By a stroke of fate, I was posted to the SGH Obstetrics and Gynaecology (O&G) ward immediately after graduation in 2008. With my supervisors' help and support, I got formally certified as a Midwife in 2013 and started working alongside great medical and nursing colleagues in the Labour ward. I feel a very special bond with the Labour Ward…something I could never put a finger on. Probably the passion just grew in the 15 years that I have been working in SGH.
Working in an acute hospital like SGH is great, professionally. While we see many mothers with normal pregnancies, I also get to deal with the challenges and complexities of high risk pregnancies frequently. We work closely with multidisciplinary teams to ensure the best possible outcomes for our high risk pregnant mothers. These include the wonderful guidance and resources support from our Maternal Fetal Medicine team running the Centre for High Risk Pregnancies (CHiRP) and our reputable Neonatal department, which cares for severely ill new-borns including extremely preterm babies who need support after birth.
(From left) Saidah with CHiRP colleagues and in the Neonatal Intensive Care Unit
A few years ago I succeeded in joining the Teaching Faculty for the Singapore Neonatal Resuscitation Course by SingHealth Academy. I felt my colleagues in the Labour ward could benefit from having me as a resource person in this area. Currently, there are three of us in this role. It has been a humbling journey – I have gained confidence through sharing my knowledge and skills with colleagues in SGH as well as the ones from the private sectors.
The recent COVID-19 pandemic challenged us to be adaptable. Imagine having to transform an Isolation Ward into a Labour Ward for women who were COVID positive. We literally opened up a mini labour ward! We developed protocols and organised workflows to successfully manage these cases.
My favourite part about being a midwife
As a midwife, I bear witness to the rawest life-changing moments the women I care for would ever experience. I personally felt more for these women after I became a mother. My favourite part of the job is empowering these women by educating and guiding them to decide their care options based on evidence-based practice. Even for something as seemingly simple as pain management, there is so much information to share with a first-time mother. It can often get overwhelming for these mothers. And as midwives, we are best able to provide that voice of reason and reassurance to guide them through their journey.
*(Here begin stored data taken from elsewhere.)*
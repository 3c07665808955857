use crate::{
    bloom::{
        block::BloomBlock,
        iter::{IterOptions, LazyBloomIter},
        offset::BloomOffset,
        record::Bloom,
    },
    error::{BloomError, ErrorOrigin, IterError},
};

/// Point lookups of blooms by offset.
pub trait BloomQuerier {
    fn seek(&mut self, offset: BloomOffset) -> Result<Bloom<'_>, IterError>;
}

/// Answers point lookups with a [`LazyBloomIter`], turning its recorded error state into
/// a direct result.
pub struct BloomBlockQuerier<'a, B: BloomBlock> {
    iter: LazyBloomIter<'a, B>,
}

impl<'a, B: BloomBlock> BloomBlockQuerier<'a, B> {
    pub fn new(block: &'a B, options: IterOptions) -> Self {
        Self {
            iter: LazyBloomIter::with_options(block, options),
        }
    }

    /// The underlying cursor, for sequential reads.
    pub fn iter_mut(&mut self) -> &mut LazyBloomIter<'a, B> {
        &mut self.iter
    }
}

impl<B: BloomBlock> BloomQuerier for BloomBlockQuerier<'_, B> {
    fn seek(&mut self, offset: BloomOffset) -> Result<Bloom<'_>, IterError> {
        self.iter.seek(offset);
        if let Some(err) = self.iter.err() {
            return Err(err);
        }
        self.iter
            .at()
            .ok_or_else(|| IterError::new(ErrorOrigin::Cursor, BloomError::NotPositioned))
    }
}
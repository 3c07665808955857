use std::fmt;

/// Coordinate of a bloom inside a block: a page index and a byte offset within that page.
///
/// Ordered by page, then byte offset. Bounds are checked by the block, not here.
#[derive(Debug, Clone, Copy, PartialEq, Eq, PartialOrd, Ord, Hash, Default)]
pub struct BloomOffset {
    pub page: usize,
    pub byte_offset: usize,
}

impl BloomOffset {
    pub fn new(page: usize, byte_offset: usize) -> Self {
        Self { page, byte_offset }
    }
}

impl fmt::Display for BloomOffset {
    fn fmt(&self, f: &mut fmt::Formatter<'_>) -> fmt::Result {
        write!(f, "({}, {})", self.page, self.byte_offset)
    }
}

#[cfg(test)]
mod tests {

    use super::*;

    #[test]
    fn orders_by_page_then_offset() {
        let mut offsets = vec![
            BloomOffset::new(1, 0),
            BloomOffset::new(0, 20),
            BloomOffset::new(0, 10),
            BloomOffset::new(1, 15),
        ];
        offsets.sort();
        assert_eq!(
            offsets,
            vec![
                BloomOffset::new(0, 10),
                BloomOffset::new(0, 20),
                BloomOffset::new(1, 0),
                BloomOffset::new(1, 15),
            ]
        );
    }

    #[test]
    fn displays_as_pair() {
        assert_eq!(BloomOffset::new(3, 42).to_string(), "(3, 42)");
    }
}
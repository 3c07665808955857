//! Paged reads of bloom filter blocks.
//!
//! A block is a sequence of independently decodable pages. [`bloom::LazyBloomIter`] reads
//! it either by jumping to a known [`bloom::BloomOffset`] or by scanning every bloom in
//! order, loading block metadata on first use and optionally recycling page buffers
//! through a [`buffer::PagePool`].

pub mod bloom;
pub mod buffer;
pub mod error;
pub mod file;

pub use error::{BloomError, ErrorOrigin, IterError, Result};
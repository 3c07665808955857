use crate::bloom::offset::BloomOffset;

/// A decoded bloom, borrowed from the page buffer that holds it.
///
/// The borrow ties the bloom to its page: the cursor cannot move to another page
/// (and possibly hand that buffer back to a pool) while a `Bloom` is alive.
#[derive(Debug, Clone, Copy, PartialEq, Eq)]
pub struct Bloom<'a> {
    offset: BloomOffset,
    data: &'a [u8],
}

impl<'a> Bloom<'a> {
    pub fn new(offset: BloomOffset, data: &'a [u8]) -> Self {
        Self { offset, data }
    }

    pub fn offset(&self) -> BloomOffset {
        self.offset
    }

    /// Encoded filter bytes.
    pub fn data(&self) -> &'a [u8] {
        self.data
    }

    pub fn len(&self) -> usize {
        self.data.len()
    }

    pub fn is_empty(&self) -> bool {
        self.data.is_empty()
    }
}
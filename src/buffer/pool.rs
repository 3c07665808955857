use std::sync::{
    Mutex,
    atomic::{AtomicUsize, Ordering},
};

use log::{trace, warn};

use crate::file::Page;

/// Source of page buffers shared by every block and cursor drawing from it.
///
/// A pool must outlive every page handed out of it; holders keep it alive through an `Arc`.
pub trait PagePool: Send + Sync {
    /// Returns a zeroed page of exactly `size` bytes.
    fn get(&self, size: usize) -> Page;

    /// Takes a page back for reuse.
    fn put(&self, page: Page);
}

/// Bounded free list of page buffers.
pub struct BufferPool {
    free: Mutex<Vec<Page>>,
    max_pooled: usize,
    hits: AtomicUsize,
    misses: AtomicUsize,
}

impl BufferPool {
    pub fn new(max_pooled: usize) -> Self {
        Self {
            free: Mutex::new(Vec::with_capacity(max_pooled)),
            max_pooled,
            hits: AtomicUsize::new(0),
            misses: AtomicUsize::new(0),
        }
    }

    /// Number of idle buffers waiting for reuse.
    pub fn available(&self) -> usize {
        self.free.lock().map(|free| free.len()).unwrap_or(0)
    }

    pub fn hits(&self) -> usize {
        self.hits.load(Ordering::Relaxed)
    }

    pub fn misses(&self) -> usize {
        self.misses.load(Ordering::Relaxed)
    }

    fn take_fitting(&self, size: usize) -> Option<Page> {
        let mut free = match self.free.lock() {
            Ok(free) => free,
            Err(_) => {
                warn!("Buffer pool lock poisoned, allocating a fresh page");
                return None;
            }
        };
        let idx = free.iter().position(|page| page.capacity() >= size)?;
        Some(free.swap_remove(idx))
    }
}

impl Default for BufferPool {
    fn default() -> Self {
        Self::new(16)
    }
}

impl PagePool for BufferPool {
    fn get(&self, size: usize) -> Page {
        match self.take_fitting(size) {
            Some(mut page) => {
                trace!("Reusing pooled buffer for {} bytes", size);
                self.hits.fetch_add(1, Ordering::Relaxed);
                page.reset(size);
                page
            }
            None => {
                trace!("Allocating buffer for {} bytes", size);
                self.misses.fetch_add(1, Ordering::Relaxed);
                Page::with_size(size)
            }
        }
    }

    fn put(&self, page: Page) {
        let Ok(mut free) = self.free.lock() else {
            warn!("Buffer pool lock poisoned, dropping returned page");
            return;
        };
        if free.len() >= self.max_pooled {
            trace!("Buffer pool full, dropping {} byte page", page.capacity());
            return;
        }
        free.push(page);
    }
}

#[cfg(test)]
mod tests {

    use super::*;

    #[test]
    fn get_allocates_when_empty() {
        let pool = BufferPool::new(2);
        let page = pool.get(8);
        assert_eq!(page.len(), 8);
        assert_eq!(pool.misses(), 1);
        assert_eq!(pool.hits(), 0);
    }

    #[test]
    fn returned_page_is_reused_and_zeroed() {
        let pool = BufferPool::new(2);
        let mut page = pool.get(8);
        page.content_mut().fill(0xAB);
        pool.put(page);
        assert_eq!(pool.available(), 1);

        let page = pool.get(4);
        assert_eq!(page.len(), 4);
        assert!(page.content().iter().all(|&b| b == 0));
        assert_eq!(pool.hits(), 1);
        assert_eq!(pool.available(), 0);
    }

    #[test]
    fn too_small_buffers_are_skipped() {
        let pool = BufferPool::new(2);
        pool.put(Page::with_size(4));
        let page = pool.get(64);
        assert_eq!(page.len(), 64);
        assert_eq!(pool.misses(), 1);
        assert_eq!(pool.available(), 1);
    }

    #[test]
    fn pool_is_bounded() {
        let pool = BufferPool::new(1);
        pool.put(Page::with_size(4));
        pool.put(Page::with_size(4));
        assert_eq!(pool.available(), 1);
    }
}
The other side of being a midwife
There are days when I have to walk with families through tragedy when they lose their babies. No matter how many times I have done it, a part of me still breaks every time I encounter a death. Nothing prepares us enough for such situations. So I jumped at the opportunity to join the SGH Neonatal Bereavement Team last year. There is so much for me to learn from fellow team members especially in Singapore where coping with loss can vary greatly by culture and religion. Joining the team has helped me to be a better pillar of strength and comfort for the families who have lost a child.
Seeking new adventures
Through the years, I have become the unofficial professional advisor for family members, relatives, friends and even friends of friends for all things relating to pregnancy. I am consulted on anything from preconception to labour and from breastfeeding to even new-born or toddler care! This ignited a desire to educate the public in the community. So I was thrilled to be able to take up a Graduate Certification in Advance Clinical Care of Women & Children. I was really excited as the programme targets care in the community and allowed me to cross train in KKH which ran the course.
A midwife forever
Since the SGH O&G ward is a small unit, we are a close-knit team. My colleagues are a very integral part of me being a midwife. I am so proud of the relationships and trust we have built personally and professionally. We feel safe and confident, knowing that we are always there for each other especially when things go south. I know I can always count on them and I say this from the bottom of my heart that I truly appreciate all my colleagues, my second family.
Being a midwife has made Saidah appreciate her own family and kids more.
I do not think I would ever get bored of handing the little bundles of joy for the new parents. It is lovely and priceless to see their expressions at that first union. Just like my great-grandmother who was a village midwife, I am the ‘village midwife’ to all the women I care for.